Clin Chim Acta. 2025 Feb 1;567:120080. doi: 10.1016/j.cca.2024.120080. Epub 2024 Dec 7.
Pancreatic cancer (PC) is a highly aggressive malignancy with poor prognosis and high mortality rate. Identifying reliable biomarkers for the early diagnosis and treatment is urgently needed. This study aims to comprehensively evaluate the diagnostic and prognostic value of DUPAN-2 in PC through a meta-analysis.

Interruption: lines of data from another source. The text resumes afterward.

/// Cache layer that manages caching logic and network fetching.
///
/// This layer sits between resource wrappers and the network client,
/// providing read-through caching with offline support:
///
/// 1. Valid cache entry - return it, no network call
/// 2. Missing/expired/other version - fetch from network and write back
/// 3. Network failure - serve the previous entry if there is one
///
/// Mutating requests skip all of the above and go straight to the fetcher.
/// Concurrent misses for the same endpoint are not coalesced; each one
/// fetches and the last to complete wins the write.
pub struct CacheLayer<S, F, C = SystemClock> {
  store: Arc<S>,
  fetcher: Arc<F>,
  clock: Arc<C>,
  config: CacheConfig,
}

impl<S: KeyValueStore, F: ResourceFetcher> CacheLayer<S, F> {
  /// Create a new cache layer over the given store and fetcher.
  pub fn new(store: S, fetcher: F, config: CacheConfig) -> Self {
    Self {
      store: Arc::new(store),
      fetcher: Arc::new(fetcher),
      clock: Arc::new(SystemClock),
      config,
    }
  }
}

impl<S: KeyValueStore, F: ResourceFetcher, C: Clock> CacheLayer<S, F, C> {
  /// Replace the clock used to stamp and age entries.
  pub fn with_clock<C2: Clock>(self, clock: C2) -> CacheLayer<S, F, C2> {
    CacheLayer {
      store: self.store,
      fetcher: self.fetcher,
      clock: Arc::new(clock),
      config: self.config,
    }
  }

  pub fn config(&self) -> &CacheConfig {
    &self.config
  }

  pub fn store(&self) -> &S {
    &self.store
  }

  pub fn fetcher(&self) -> &F {
    &self.fetcher
  }

  /// Store key for an endpoint.
  pub fn storage_key(&self, endpoint: &str) -> String {
    format!("{}{}", self.config.key_prefix, endpoint)
  }

  /// Fetch `endpoint`, returning only the data.
  pub async fn fetch_with_cache<T>(
    &self,
    endpoint: &str,
    options: &RequestOptions,
  ) -> Result<T, FetchError>
  where
    T: Serialize + DeserializeOwned,
  {
    self
      .fetch_with_source(endpoint, options)
      .await
      .map(|result| result.data)
  }

  /// Fetch `endpoint`, reporting where the data came from.
  pub async fn fetch_with_source<T>(
    &self,
    endpoint: &str,
    options: &RequestOptions,
  ) -> Result<CacheResult<T>, FetchError>
  where
    T: Serialize + DeserializeOwned,
  {
    if !options.method.is_cacheable() {
      debug!(endpoint, method = options.method.as_str(), "bypassing cache");
      let value = self.fetcher.fetch(endpoint, options).await?;
      return into_payload(endpoint, value).map(CacheResult::from_network);
    }

    let key = self.storage_key(endpoint);
    let now = self.clock.now_ms();
    let ttl_ms = self.config.ttl.num_milliseconds();
    let cached = match self.read_entry::<T>(&key) {
      Some(entry) if entry.is_valid(now, ttl_ms, &self.config.version) => {
        debug!(endpoint, age_ms = entry.age_ms(now), "serving from cache");
        return Ok(CacheResult::from_cache(entry.data, entry.timestamp));
      }
      Some(entry) => {
        debug!(endpoint, age_ms = entry.age_ms(now), "cache entry expired");
        Some(entry)
      }
      None => None,
    };

    let fetched = self
      .fetcher
      .fetch(endpoint, options)
      .await
      .and_then(|value| into_payload::<T>(endpoint, value));

    match fetched {
      Ok(data) => {
        self.write_entry(&key, &data, now);
        Ok(CacheResult::from_network(data))
      }
      Err(err) => match cached {
        Some(entry) if self.within_stale_window(&entry, now) => {
          warn!(endpoint, error = %err, "fetch failed, serving stale cache");
          Ok(CacheResult::offline(entry.data, entry.timestamp))
        }
        Some(entry) => {
          warn!(
            endpoint,
            age_ms = entry.age_ms(now),
            "fetch failed and cached entry is too old to serve"
          );
          Err(err)
        }
        None => Err(err),
      },
    }
  }

  /// Drop the entry for `endpoint` and fetch it again from the network.
  pub async fn refresh(&self, endpoint: &str) -> Result<(), FetchError> {
    self.invalidate(endpoint);
    self
      .fetch_with_cache::<Value>(endpoint, &RequestOptions::get())
      .await?;
    Ok(())
  }

  /// Drop the entry for `endpoint` without refetching.
  pub fn invalidate(&self, endpoint: &str) {
    let key = self.storage_key(endpoint);
    if let Err(e) = self.store.remove(&key) {
      warn!(key = %key, error = %e, "failed to remove cache entry");
    }
  }

  /// Remove every key under the configured prefix. Returns how many were removed.
  pub fn clear_cache(&self) -> usize {
    let keys = match self.store.keys() {
      Ok(keys) => keys,
      Err(e) => {
        warn!(error = %e, "failed to enumerate cache keys");
        return 0;
      }
    };

    let mut removed = 0;
    for key in keys
      .iter()
      .filter(|k| k.starts_with(&self.config.key_prefix))
    {
      match self.store.remove(key) {
        Ok(()) => removed += 1,
        Err(e) => warn!(key = %key, error = %e, "failed to remove cache entry"),
      }
    }

    debug!(removed, prefix = %self.config.key_prefix, "cache cleared");
    removed
  }

  /// Read and decode the entry under `key`. Corrupt entries are evicted.
  fn read_entry<T: DeserializeOwned>(&self, key: &str) -> Option<CacheEntry<T>> {
    let raw = match self.store.get(key) {
      Ok(raw) => raw?,
      Err(e) => {
        warn!(key, error = %e, "failed to read cache entry");
        return None;
      }
    };

    match entry::decode(&raw) {
      Ok(entry) => Some(entry),
      Err(e) => {
        warn!(key, error = %e, "discarding corrupt cache entry");
        if let Err(e) = self.store.remove(key) {
          warn!(key, error = %e, "failed to remove corrupt cache entry");
        }
        None
      }
    }
  }

  /// Best-effort write-back. Failures are logged, never returned.
  fn write_entry<T: Serialize>(&self, key: &str, data: &T, now: i64) {
    let entry = CacheEntry::new(data, now, self.config.version.as_str());
    let raw = match entry::encode(&entry) {
      Ok(raw) => raw,
      Err(e) => {
        warn!(key, error = %e, "not caching response");
        return;
      }
    };

    if let Err(e) = self.store.set(key, &raw) {
      warn!(key, error = %e, "failed to write cache entry");
    }
  }

  fn within_stale_window<T>(&self, entry: &CacheEntry<T>, now: i64) -> bool {
    match self.config.max_stale {
      Some(window) => (0..window.num_milliseconds()).contains(&entry.age_ms(now)),
      None => true,
    }
  }
}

We systematically searched PubMed, Embase, and other databases for studies related to DUPAN-2 and its prognostic and diagnostic relevance in PC, covering publications up to August 2024. We used pooled hazard ratios (HRs) to evaluate the prognostic value of DUPAN-2 in PC, the summary receiver operating characteristic (SROC) curve and the area under the curve (AUC) to assess diagnostic performance, while pooled odds ratios (ORs) analyzed associations with clinicopathological features.
A total of 22 studies involving 4765 patients were included in this meta-analysis, with 11 studies focusing on diagnostic analysis, 10 on prognostic analysis, and 3 on clinicopathological features. The diagnostic meta-analysis revealed a pooled sensitivity of 0.63 (95 % CI: 0.56-0.69), a pooled specificity of 0.98 (95 % CI: 0.95-0.99), and an AUC of 0.83 (95 % CI: 0.79-0.86). Subgroup analysis indicated that a DUPAN-2 threshold at 150 U/mL achieved the highest diagnostic performance. The prognostic meta-analysis demonstrated that elevated DUPAN-2 levels were associated with poorer OS (HR = 1.70, 95 % CI: 1.36-2.14) and PFS (HR = 1.33, 95 % CI: 1.14-1.56). Additionally, the clinicopathological features meta-analysis showed that elevated DUPAN-2 levels were associated with vascular invasion (OR = 3.48, 95 % CI: 1.26-9.59), while normalized DUPAN-2 levels were associated with higher resectability (OR = 0.57, 95 % CI: 0.36-0.90) and lower N-stage (OR = 0.39, 95 % CI: 0.24-0.63) CONCLUSION: Serum DUPAN-2 demonstrates significant potential as a biomarker for diagnosis and prognosis in patients with PC.
胰腺癌(PC)是一种侵袭性很强的恶性肿瘤,预后差、死亡率高。迫切需要找到可靠的生物标志物用于早期诊断和治疗。本研究旨在通过荟萃分析全面评估DUPAN-2在PC中的诊断和预后价值。
我们系统检索了PubMed、Embase及其他数据库中与DUPAN-2及其在PC中的预后和诊断相关性相关的研究,涵盖截至2024年8月的出版物。我们使用合并风险比(HR)评估DUPAN-2在PC中的预后价值,汇总受试者工作特征(SROC)曲线和曲线下面积(AUC)评估诊断性能,同时用合并比值比(OR)分析与临床病理特征的关联。
本荟萃分析共纳入22项研究,涉及4765例患者,其中11项研究聚焦诊断分析,10项聚焦预后分析,3项聚焦临床病理特征。诊断性荟萃分析显示合并敏感度为0.63(95%CI:0.56-0.69),合并特异度为0.98(95%CI:0.95-0.99),AUC为0.83(95%CI:0.79-0.86)。亚组分析表明,DUPAN-2阈值为150 U/mL时诊断性能最佳。预后性荟萃分析表明,DUPAN-2水平升高与较差的总生存期(OS)(HR = 1.70,95%CI:1.36-2.14)和无进展生存期(PFS)(HR = 1.33,95%CI:1.14-1.56)相关。此外,临床病理特征荟萃分析显示,DUPAN-2水平升高与血管侵犯相关(OR = 3.48,95%CI:1.26-9.59),而DUPAN-2水平正常化与更高的可切除性(OR = 0.57,95%CI:0.36-0.90)和更低的N分期(OR = 0.39,95%CI:0.24-0.63)相关。结论:血清DUPAN-2作为PC患者诊断和预后的生物标志物具有显著潜力。